_Work to be completed:_
Find where "for value in" appears in the records below, then return that line and every later line exactly, stopping only at the last line.

--- Listed records Enclosed Below ---

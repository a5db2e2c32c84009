//! Physical keyboard layouts and the finger/key resolver.
//!
//! Every key carries the finger that owns it. The resolver answers "which key,
//! and which finger, produces the next expected character" for a layout.

pub mod layouts;

use crate::error::{PixelTypeError, PtResult};
use crate::language::Language;
use std::collections::{HashMap, HashSet};
use std::sync::OnceLock;
use strum::IntoEnumIterator;
use strum_macros::{Display, EnumIter};
use tracing::debug;

static LAYOUTS: OnceLock<HashMap<Language, KeyboardLayout>> = OnceLock::new();

#[derive(Debug, Clone, Copy, PartialEq, Eq)]
pub enum Hand {
    Left,
    Right,
}

/// The ten fingers, numbered left pinky (0) through right pinky (9).
#[derive(Debug, Clone, Copy, PartialEq, Eq, Hash, EnumIter, Display)]
#[strum(serialize_all = "title_case")]
pub enum Finger {
    LeftPinky,
    LeftRing,
    LeftMiddle,
    LeftIndex,
    LeftThumb,
    RightThumb,
    RightIndex,
    RightMiddle,
    RightRing,
    RightPinky,
}

impl Finger {
    pub fn index(&self) -> u8 {
        *self as u8
    }

    pub fn from_index(idx: u8) -> Option<Self> {
        Finger::iter().nth(idx as usize)
    }

    pub fn hand(&self) -> Hand {
        if self.index() <= 4 {
            Hand::Left
        } else {
            Hand::Right
        }
    }
}

#[derive(Debug, Clone, PartialEq)]
pub struct KeyDef {
    pub label: &'static str,
    /// Character produced without modifiers. Empty or multi-char for control keys.
    pub value: &'static str,
    pub shift_value: Option<&'static str>,
    pub finger: Finger,
    /// Relative width, 1.0 being a standard key.
    pub width: f32,
}

impl KeyDef {
    /// True when this key produces `normalized` (already lowercased) as primary or shifted value.
    fn produces(&self, normalized: &str) -> bool {
        self.value == normalized
            || self
                .shift_value
                .is_some_and(|shifted| shifted.to_lowercase() == normalized)
    }
}

#[derive(Debug, Clone, PartialEq)]
pub struct KeyboardLayout {
    pub id: &'static str,
    pub name: &'static str,
    pub rows: Vec<Vec<KeyDef>>,
}

/// Row/column of a key inside its layout.
#[derive(Debug, Clone, Copy, PartialEq, Eq)]
pub struct KeyPosition {
    pub row: usize,
    pub col: usize,
}

/// A resolved key together with where it sits.
#[derive(Debug, Clone, Copy, PartialEq)]
pub struct KeyTarget<'a> {
    pub key: &'a KeyDef,
    pub position: KeyPosition,
}

impl KeyboardLayout {
    pub fn keys(&self) -> impl Iterator<Item = (KeyPosition, &KeyDef)> {
        self.rows.iter().enumerate().flat_map(|(row, keys)| {
            keys.iter()
                .enumerate()
                .map(move |(col, key)| (KeyPosition { row, col }, key))
        })
    }

    pub fn for_language(language: Language) -> &'static KeyboardLayout {
        &layouts_table()[&language]
    }

    /// Check that no printable character is produced by two keys.
    pub fn validate(&self) -> PtResult<()> {
        if self.rows.is_empty() {
            return Err(PixelTypeError::Layout(format!("{}: no rows", self.id)));
        }
        let mut seen = HashSet::new();
        for (position, key) in self.keys() {
            let produced = std::iter::once(key.value.to_string())
                .chain(key.shift_value.map(str::to_lowercase))
                .filter(|v| v.chars().count() == 1);
            for value in produced {
                if !seen.insert(value.clone()) {
                    return Err(PixelTypeError::Layout(format!(
                        "{}: '{value}' mapped twice (row {}, col {})",
                        self.id, position.row, position.col
                    )));
                }
            }
        }
        Ok(())
    }
}

fn normalize(target: char) -> String {
    if target == ' ' {
        return target.to_string();
    }
    target.to_lowercase().collect()
}

/// First key, in row-major order, that produces `target`.
pub fn resolve_key(target: char, layout: &KeyboardLayout) -> Option<KeyTarget<'_>> {
    let normalized = normalize(target);
    layout
        .keys()
        .find(|(_, key)| key.produces(&normalized))
        .map(|(position, key)| KeyTarget { key, position })
}

/// Finger responsible for `target`, or `None` when no key produces it.
pub fn resolve_finger(target: char, layout: &KeyboardLayout) -> Option<Finger> {
    resolve_key(target, layout).map(|t| t.key.finger)
}

fn layouts_table() -> &'static HashMap<Language, KeyboardLayout> {
    LAYOUTS.get_or_init(|| {
        Language::iter()
            .map(|language| (language, layouts::build(language)))
            .collect()
    })
}

/// Build and validate every layout. Call at startup to fail fast.
pub fn init() -> PtResult<()> {
    for (language, layout) in layouts_table() {
        if layout.id != language.code() {
            return Err(PixelTypeError::Layout(format!(
                "layout for {language} has id {}",
                layout.id
            )));
        }
        layout.validate()?;
        debug!(language = %language, layout = layout.name, "validated layout");
    }
    Ok(())
}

--- End of Enclosed Listed records ---

_Output:_
            for value in produced {
                if !seen.insert(value.clone()) {
                    return Err(PixelTypeError::Layout(format!(
                        "{}: '{value}' mapped twice (row {}, col {})",
                        self.id, position.row, position.col
                    )));
                }
            }
        }
        Ok(())
    }
}

fn normalize(target: char) -> String {
    if target == ' ' {
        return target.to_string();
    }
    target.to_lowercase().collect()
}

/// First key, in row-major order, that produces `target`.
pub fn resolve_key(target: char, layout: &KeyboardLayout) -> Option<KeyTarget<'_>> {
    let normalized = normalize(target);
    layout
        .keys()
        .find(|(_, key)| key.produces(&normalized))
        .map(|(position, key)| KeyTarget { key, position })
}

/// Finger responsible for `target`, or `None` when no key produces it.
pub fn resolve_finger(target: char, layout: &KeyboardLayout) -> Option<Finger> {
    resolve_key(target, layout).map(|t| t.key.finger)
}

fn layouts_table() -> &'static HashMap<Language, KeyboardLayout> {
    LAYOUTS.get_or_init(|| {
        Language::iter()
            .map(|language| (language, layouts::build(language)))
            .collect()
    })
}

/// Build and validate every layout. Call at startup to fail fast.
pub fn init() -> PtResult<()> {
    for (language, layout) in layouts_table() {
        if layout.id != language.code() {
            return Err(PixelTypeError::Layout(format!(
                "layout for {language} has id {}",
                layout.id
            )));
        }
        layout.validate()?;
        debug!(language = %language, layout = layout.name, "validated layout");
    }
    Ok(())
}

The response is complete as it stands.